[Entries supplied]

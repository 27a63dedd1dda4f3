use crate::error::MachineError;

/// Width of a general purpose register.
///
/// Registers are 8 bits wide. Arithmetic wraps around in two's-complement,
/// so an overflowing result is truncated to the low 8 bits instead of failing.
pub type Word = u8;

/// Number of general purpose registers.
pub const REGISTER_COUNT: usize = 8;

/// Register conventionally holding the stack pointer.
pub const SP_REGISTER: u8 = 7;

/// 8x 8-bit registers.
#[derive(Clone, Debug, Default, PartialEq, Eq)]
pub struct Registers {
    values: [Word; REGISTER_COUNT],
}

impl Registers {
    pub fn new() -> Self {
        Self::default()
    }

    pub fn get(&self, index: u8) -> Result<Word, MachineError> {
        self.values
            .get(index as usize)
            .copied()
            .ok_or(MachineError::InvalidRegister { index })
    }

    pub fn set(&mut self, index: u8, value: Word) -> Result<(), MachineError> {
        let slot = self
            .values
            .get_mut(index as usize)
            .ok_or(MachineError::InvalidRegister { index })?;
        *slot = value;
        Ok(())
    }

    pub fn iter(&self) -> impl Iterator<Item = Word> + '_ {
        self.values.iter().copied()
    }
}
// File: crates/tabchart-core/src/header.rs
// Summary: Header-row resolution with single-swap detection between rows 0 and 1.
// Notes:
// - Only a swap of the first two rows is recognised. Deeper misorderings (header
//   on row 2, several interleaved header rows) pass through untouched and yield a
//   malformed table; this is a known limitation, not something to patch further.

use serde::Serialize;

use crate::cell::Cell;
use crate::grid::{RawGrid, Row};
use crate::types::TransformOptions;
use crate::year::row_is_yearlike;

/// Which branch of the resolver produced the table.
#[derive(Clone, Copy, Debug, PartialEq, Eq, Serialize)]
#[serde(rename_all = "snake_case")]
pub enum Orientation {
    /// Row 0 is year-like and row 1 is not.
    HeaderFirst,
    /// Row 1 is year-like and row 0 is not; row 0 was moved into the data.
    SwappedFirstTwo,
    /// Neither or both look like headers; row 0 is taken as the header.
    Ambiguous,
}

/// Grid with the header fixed: `header[0]` labels the category column,
/// `header[1..]` the value columns; each data row's first cell is its category.
#[derive(Clone, Debug, PartialEq, Serialize)]
pub struct ResolvedTable {
    pub header: Row,
    pub rows: Vec<Row>,
    pub orientation: Orientation,
}

impl ResolvedTable {
    /// Number of value columns (header cells after the category label).
    pub fn value_column_count(&self) -> usize { self.header.len().saturating_sub(1) }

    /// Header cell of column `col`, empty past the end.
    pub fn header_cell(&self, col: usize) -> Cell {
        self.header.get(col).cloned().unwrap_or(Cell::Empty)
    }
}

pub fn resolve_header(grid: &RawGrid) -> ResolvedTable {
    resolve_header_with(grid, &TransformOptions::default())
}

/// Decide which of the first two rows is the header. Never mutates `grid`.
pub fn resolve_header_with(grid: &RawGrid, opts: &TransformOptions) -> ResolvedTable {
    let Some(row0) = grid.rows.first() else {
        return ResolvedTable { header: Vec::new(), rows: Vec::new(), orientation: Orientation::Ambiguous };
    };
    let row0_yearlike = row_is_yearlike(row0, opts);
    let row1_yearlike = grid.rows.get(1).is_some_and(|r| row_is_yearlike(r, opts));

    let table = if row1_yearlike && !row0_yearlike {
        let mut rows = Vec::with_capacity(grid.rows.len() - 1);
        rows.push(row0.clone());
        rows.extend(grid.rows[2..].iter().cloned());
        ResolvedTable { header: grid.rows[1].clone(), rows, orientation: Orientation::SwappedFirstTwo }
    } else {
        let orientation = if row0_yearlike && !row1_yearlike { Orientation::HeaderFirst } else { Orientation::Ambiguous };
        ResolvedTable { header: row0.clone(), rows: grid.rows[1..].to_vec(), orientation }
    };
    tracing::debug!(
        orientation = ?table.orientation,
        row0_yearlike,
        row1_yearlike,
        data_rows = table.rows.len(),
        "resolved header row"
    );
    table
}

[/Entries supplied]

Your objective — From the line containing "rows, orientation: Orientation::SwappedFirstTwo" down to the last line of the data above, copy every line exactly; leave out all other lines.

Written response —
        ResolvedTable { header: grid.rows[1].clone(), rows, orientation: Orientation::SwappedFirstTwo }
    } else {
        let orientation = if row0_yearlike && !row1_yearlike { Orientation::HeaderFirst } else { Orientation::Ambiguous };
        ResolvedTable { header: row0.clone(), rows: grid.rows[1..].to_vec(), orientation }
    };
    tracing::debug!(
        orientation = ?table.orientation,
        row0_yearlike,
        row1_yearlike,
        data_rows = table.rows.len(),
        "resolved header row"
    );
    table
}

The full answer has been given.